◆ **What you should do**
Where a line has odd spacing or punctuation, keep it; transcribe all the entries exactly.

Stored data entries:
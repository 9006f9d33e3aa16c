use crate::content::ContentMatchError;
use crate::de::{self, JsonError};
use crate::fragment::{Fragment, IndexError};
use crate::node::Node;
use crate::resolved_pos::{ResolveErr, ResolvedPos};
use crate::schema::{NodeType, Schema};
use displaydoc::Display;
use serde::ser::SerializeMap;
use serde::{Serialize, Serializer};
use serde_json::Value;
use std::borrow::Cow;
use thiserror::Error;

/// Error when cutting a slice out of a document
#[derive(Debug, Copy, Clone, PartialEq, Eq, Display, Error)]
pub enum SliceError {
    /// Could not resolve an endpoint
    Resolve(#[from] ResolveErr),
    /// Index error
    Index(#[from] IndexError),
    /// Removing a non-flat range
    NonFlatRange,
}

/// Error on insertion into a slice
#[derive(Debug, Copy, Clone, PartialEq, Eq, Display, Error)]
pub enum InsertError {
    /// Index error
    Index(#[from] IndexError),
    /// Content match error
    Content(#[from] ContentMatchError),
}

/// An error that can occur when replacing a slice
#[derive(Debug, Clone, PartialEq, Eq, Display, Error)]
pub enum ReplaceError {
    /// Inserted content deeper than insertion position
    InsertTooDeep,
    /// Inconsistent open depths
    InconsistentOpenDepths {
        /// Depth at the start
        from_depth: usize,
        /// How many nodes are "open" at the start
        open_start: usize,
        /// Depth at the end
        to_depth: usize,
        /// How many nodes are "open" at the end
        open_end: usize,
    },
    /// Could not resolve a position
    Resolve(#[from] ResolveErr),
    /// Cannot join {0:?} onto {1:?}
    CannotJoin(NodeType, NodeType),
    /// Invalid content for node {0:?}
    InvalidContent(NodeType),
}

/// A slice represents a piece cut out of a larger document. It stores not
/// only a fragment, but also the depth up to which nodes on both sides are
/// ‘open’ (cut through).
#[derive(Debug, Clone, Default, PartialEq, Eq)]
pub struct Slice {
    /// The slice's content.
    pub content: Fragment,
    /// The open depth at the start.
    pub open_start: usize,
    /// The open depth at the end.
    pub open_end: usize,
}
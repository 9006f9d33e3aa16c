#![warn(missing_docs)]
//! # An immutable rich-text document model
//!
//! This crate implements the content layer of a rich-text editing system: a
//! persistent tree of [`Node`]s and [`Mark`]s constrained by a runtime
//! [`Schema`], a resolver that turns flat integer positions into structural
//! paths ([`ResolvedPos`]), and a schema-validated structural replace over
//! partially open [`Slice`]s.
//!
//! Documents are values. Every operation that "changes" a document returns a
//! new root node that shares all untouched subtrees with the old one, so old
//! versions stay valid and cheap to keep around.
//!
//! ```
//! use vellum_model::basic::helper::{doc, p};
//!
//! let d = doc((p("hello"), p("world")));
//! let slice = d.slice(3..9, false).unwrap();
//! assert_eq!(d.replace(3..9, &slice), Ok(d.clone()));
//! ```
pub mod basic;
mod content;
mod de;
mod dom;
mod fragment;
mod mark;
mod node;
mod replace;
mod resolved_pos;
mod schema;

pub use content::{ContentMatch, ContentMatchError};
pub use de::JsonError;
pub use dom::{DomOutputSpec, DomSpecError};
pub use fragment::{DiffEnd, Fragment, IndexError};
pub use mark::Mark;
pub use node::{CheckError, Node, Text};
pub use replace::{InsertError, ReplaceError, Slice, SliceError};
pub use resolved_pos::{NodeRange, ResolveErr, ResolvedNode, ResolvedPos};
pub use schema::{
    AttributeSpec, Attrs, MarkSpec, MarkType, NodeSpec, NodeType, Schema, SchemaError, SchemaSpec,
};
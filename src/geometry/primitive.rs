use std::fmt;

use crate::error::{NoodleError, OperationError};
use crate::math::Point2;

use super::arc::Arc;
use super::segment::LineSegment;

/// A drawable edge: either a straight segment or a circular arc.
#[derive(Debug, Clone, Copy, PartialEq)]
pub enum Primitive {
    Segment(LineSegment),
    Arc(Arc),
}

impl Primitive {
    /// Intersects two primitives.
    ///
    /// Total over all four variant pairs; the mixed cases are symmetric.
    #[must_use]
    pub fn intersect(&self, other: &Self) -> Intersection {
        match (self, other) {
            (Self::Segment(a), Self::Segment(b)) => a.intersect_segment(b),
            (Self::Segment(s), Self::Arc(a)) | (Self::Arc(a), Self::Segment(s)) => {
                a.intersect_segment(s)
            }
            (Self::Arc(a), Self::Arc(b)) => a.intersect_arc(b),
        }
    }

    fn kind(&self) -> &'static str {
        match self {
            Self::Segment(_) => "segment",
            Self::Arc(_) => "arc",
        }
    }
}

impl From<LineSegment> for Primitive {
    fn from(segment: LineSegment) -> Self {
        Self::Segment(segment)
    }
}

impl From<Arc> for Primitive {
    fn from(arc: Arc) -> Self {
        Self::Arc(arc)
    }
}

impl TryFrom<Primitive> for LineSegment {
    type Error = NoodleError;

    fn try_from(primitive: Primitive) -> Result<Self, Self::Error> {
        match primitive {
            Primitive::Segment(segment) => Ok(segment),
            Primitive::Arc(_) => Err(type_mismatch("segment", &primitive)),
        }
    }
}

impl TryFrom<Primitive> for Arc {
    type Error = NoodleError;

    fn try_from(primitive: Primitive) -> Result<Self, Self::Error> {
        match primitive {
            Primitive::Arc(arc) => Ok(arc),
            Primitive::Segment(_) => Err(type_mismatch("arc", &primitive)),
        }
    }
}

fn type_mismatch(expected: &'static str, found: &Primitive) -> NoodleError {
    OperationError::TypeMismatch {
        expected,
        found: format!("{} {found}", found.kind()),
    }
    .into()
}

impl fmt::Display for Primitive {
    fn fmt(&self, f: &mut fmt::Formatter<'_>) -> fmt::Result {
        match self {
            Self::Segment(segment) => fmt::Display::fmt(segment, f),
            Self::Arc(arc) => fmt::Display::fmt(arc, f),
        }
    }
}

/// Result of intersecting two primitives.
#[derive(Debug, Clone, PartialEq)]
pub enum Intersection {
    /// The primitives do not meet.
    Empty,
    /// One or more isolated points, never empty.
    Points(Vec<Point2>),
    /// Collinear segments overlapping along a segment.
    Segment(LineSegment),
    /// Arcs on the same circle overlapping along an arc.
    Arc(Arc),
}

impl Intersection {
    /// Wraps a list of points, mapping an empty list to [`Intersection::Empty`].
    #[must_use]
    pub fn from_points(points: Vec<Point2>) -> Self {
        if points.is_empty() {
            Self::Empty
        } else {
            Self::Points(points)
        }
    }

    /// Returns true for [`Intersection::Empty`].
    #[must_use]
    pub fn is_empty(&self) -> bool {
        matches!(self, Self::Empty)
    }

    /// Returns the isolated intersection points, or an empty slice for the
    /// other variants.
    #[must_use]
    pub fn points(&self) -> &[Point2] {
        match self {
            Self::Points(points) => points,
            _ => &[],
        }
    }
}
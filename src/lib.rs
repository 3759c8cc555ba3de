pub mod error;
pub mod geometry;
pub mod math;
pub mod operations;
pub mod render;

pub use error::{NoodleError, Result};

◆ **Answer section**
repository 9006f9d33e3aa16c
use crate::content::ContentMatchError;
use crate::de::{self, JsonError};
use crate::fragment::{Fragment, IndexError};
use crate::node::Node;
use crate::resolved_pos::{ResolveErr, ResolvedPos};
use crate::schema::{NodeType, Schema};
use displaydoc::Display;
use serde::ser::SerializeMap;
use serde::{Serialize, Serializer};
use serde_json::Value;
use std::borrow::Cow;
use thiserror::Error;

/// Error when cutting a slice out of a document
#[derive(Debug, Copy, Clone, PartialEq, Eq, Display, Error)]
pub enum SliceError {
    /// Could not resolve an endpoint
    Resolve(#[from] ResolveErr),
    /// Index error
    Index(#[from] IndexError),
    /// Removing a non-flat range
    NonFlatRange,
}

/// Error on insertion into a slice
#[derive(Debug, Copy, Clone, PartialEq, Eq, Display, Error)]
pub enum InsertError {
    /// Index error
    Index(#[from] IndexError),
    /// Content match error
    Content(#[from] ContentMatchError),
}

/// An error that can occur when replacing a slice
#[derive(Debug, Clone, PartialEq, Eq, Display, Error)]
pub enum ReplaceError {
    /// Inserted content deeper than insertion position
    InsertTooDeep,
    /// Inconsistent open depths
    InconsistentOpenDepths {
        /// Depth at the start
        from_depth: usize,
        /// How many nodes are "open" at the start
        open_start: usize,
        /// Depth at the end
        to_depth: usize,
        /// How many nodes are "open" at the end
        open_end: usize,
    },
    /// Could not resolve a position
    Resolve(#[from] ResolveErr),
    /// Cannot join {0:?} onto {1:?}
    CannotJoin(NodeType, NodeType),
    /// Invalid content for node {0:?}
    InvalidContent(NodeType),
}

/// A slice represents a piece cut out of a larger document. It stores not
/// only a fragment, but also the depth up to which nodes on both sides are
/// ‘open’ (cut through).
#[derive(Debug, Clone, Default, PartialEq, Eq)]
pub struct Slice {
    /// The slice's content.
    pub content: Fragment,
    /// The open depth at the start.
    pub open_start: usize,
    /// The open depth at the end.
    pub open_end: usize,
}
repository 9006f9d33e3aa16c
#![warn(missing_docs)]
//! # An immutable rich-text document model
//!
//! This crate implements the content layer of a rich-text editing system: a
//! persistent tree of [`Node`]s and [`Mark`]s constrained by a runtime
//! [`Schema`], a resolver that turns flat integer positions into structural
//! paths ([`ResolvedPos`]), and a schema-validated structural replace over
//! partially open [`Slice`]s.
//!
//! Documents are values. Every operation that "changes" a document returns a
//! new root node that shares all untouched subtrees with the old one, so old
//! versions stay valid and cheap to keep around.
//!
//! ```
//! use vellum_model::basic::helper::{doc, p};
//!
//! let d = doc((p("hello"), p("world")));
//! let slice = d.slice(3..9, false).unwrap();
//! assert_eq!(d.replace(3..9, &slice), Ok(d.clone()));
//! ```
pub mod basic;
mod content;
mod de;
mod dom;
mod fragment;
mod mark;
mod node;
mod replace;
mod resolved_pos;
mod schema;

pub use content::{ContentMatch, ContentMatchError};
pub use de::JsonError;
pub use dom::{DomOutputSpec, DomSpecError};
pub use fragment::{DiffEnd, Fragment, IndexError};
pub use mark::Mark;
pub use node::{CheckError, Node, Text};
pub use replace::{InsertError, ReplaceError, Slice, SliceError};
pub use resolved_pos::{NodeRange, ResolveErr, ResolvedNode, ResolvedPos};
pub use schema::{
    AttributeSpec, Attrs, MarkSpec, MarkType, NodeSpec, NodeType, Schema, SchemaError, SchemaSpec,
};
filename src/geometry/primitive.rs
use std::fmt;

use crate::error::{NoodleError, OperationError};
use crate::math::Point2;

use super::arc::Arc;
use super::segment::LineSegment;

/// A drawable edge: either a straight segment or a circular arc.
#[derive(Debug, Clone, Copy, PartialEq)]
pub enum Primitive {
    Segment(LineSegment),
    Arc(Arc),
}

impl Primitive {
    /// Intersects two primitives.
    ///
    /// Total over all four variant pairs; the mixed cases are symmetric.
    #[must_use]
    pub fn intersect(&self, other: &Self) -> Intersection {
        match (self, other) {
            (Self::Segment(a), Self::Segment(b)) => a.intersect_segment(b),
            (Self::Segment(s), Self::Arc(a)) | (Self::Arc(a), Self::Segment(s)) => {
                a.intersect_segment(s)
            }
            (Self::Arc(a), Self::Arc(b)) => a.intersect_arc(b),
        }
    }

    fn kind(&self) -> &'static str {
        match self {
            Self::Segment(_) => "segment",
            Self::Arc(_) => "arc",
        }
    }
}

impl From<LineSegment> for Primitive {
    fn from(segment: LineSegment) -> Self {
        Self::Segment(segment)
    }
}

impl From<Arc> for Primitive {
    fn from(arc: Arc) -> Self {
        Self::Arc(arc)
    }
}

impl TryFrom<Primitive> for LineSegment {
    type Error = NoodleError;

    fn try_from(primitive: Primitive) -> Result<Self, Self::Error> {
        match primitive {
            Primitive::Segment(segment) => Ok(segment),
            Primitive::Arc(_) => Err(type_mismatch("segment", &primitive)),
        }
    }
}

impl TryFrom<Primitive> for Arc {
    type Error = NoodleError;

    fn try_from(primitive: Primitive) -> Result<Self, Self::Error> {
        match primitive {
            Primitive::Arc(arc) => Ok(arc),
            Primitive::Segment(_) => Err(type_mismatch("arc", &primitive)),
        }
    }
}

fn type_mismatch(expected: &'static str, found: &Primitive) -> NoodleError {
    OperationError::TypeMismatch {
        expected,
        found: format!("{} {found}", found.kind()),
    }
    .into()
}

impl fmt::Display for Primitive {
    fn fmt(&self, f: &mut fmt::Formatter<'_>) -> fmt::Result {
        match self {
            Self::Segment(segment) => fmt::Display::fmt(segment, f),
            Self::Arc(arc) => fmt::Display::fmt(arc, f),
        }
    }
}

/// Result of intersecting two primitives.
#[derive(Debug, Clone, PartialEq)]
pub enum Intersection {
    /// The primitives do not meet.
    Empty,
    /// One or more isolated points, never empty.
    Points(Vec<Point2>),
    /// Collinear segments overlapping along a segment.
    Segment(LineSegment),
    /// Arcs on the same circle overlapping along an arc.
    Arc(Arc),
}

impl Intersection {
    /// Wraps a list of points, mapping an empty list to [`Intersection::Empty`].
    #[must_use]
    pub fn from_points(points: Vec<Point2>) -> Self {
        if points.is_empty() {
            Self::Empty
        } else {
            Self::Points(points)
        }
    }

    /// Returns true for [`Intersection::Empty`].
    #[must_use]
    pub fn is_empty(&self) -> bool {
        matches!(self, Self::Empty)
    }

    /// Returns the isolated intersection points, or an empty slice for the
    /// other variants.
    #[must_use]
    pub fn points(&self) -> &[Point2] {
        match self {
            Self::Points(points) => points,
            _ => &[],
        }
    }
}
filename src/lib.rs
repository 3759c8cc555ba3de
pub mod error;
pub mod geometry;
pub mod math;
pub mod operations;
pub mod render;

pub use error::{NoodleError, Result};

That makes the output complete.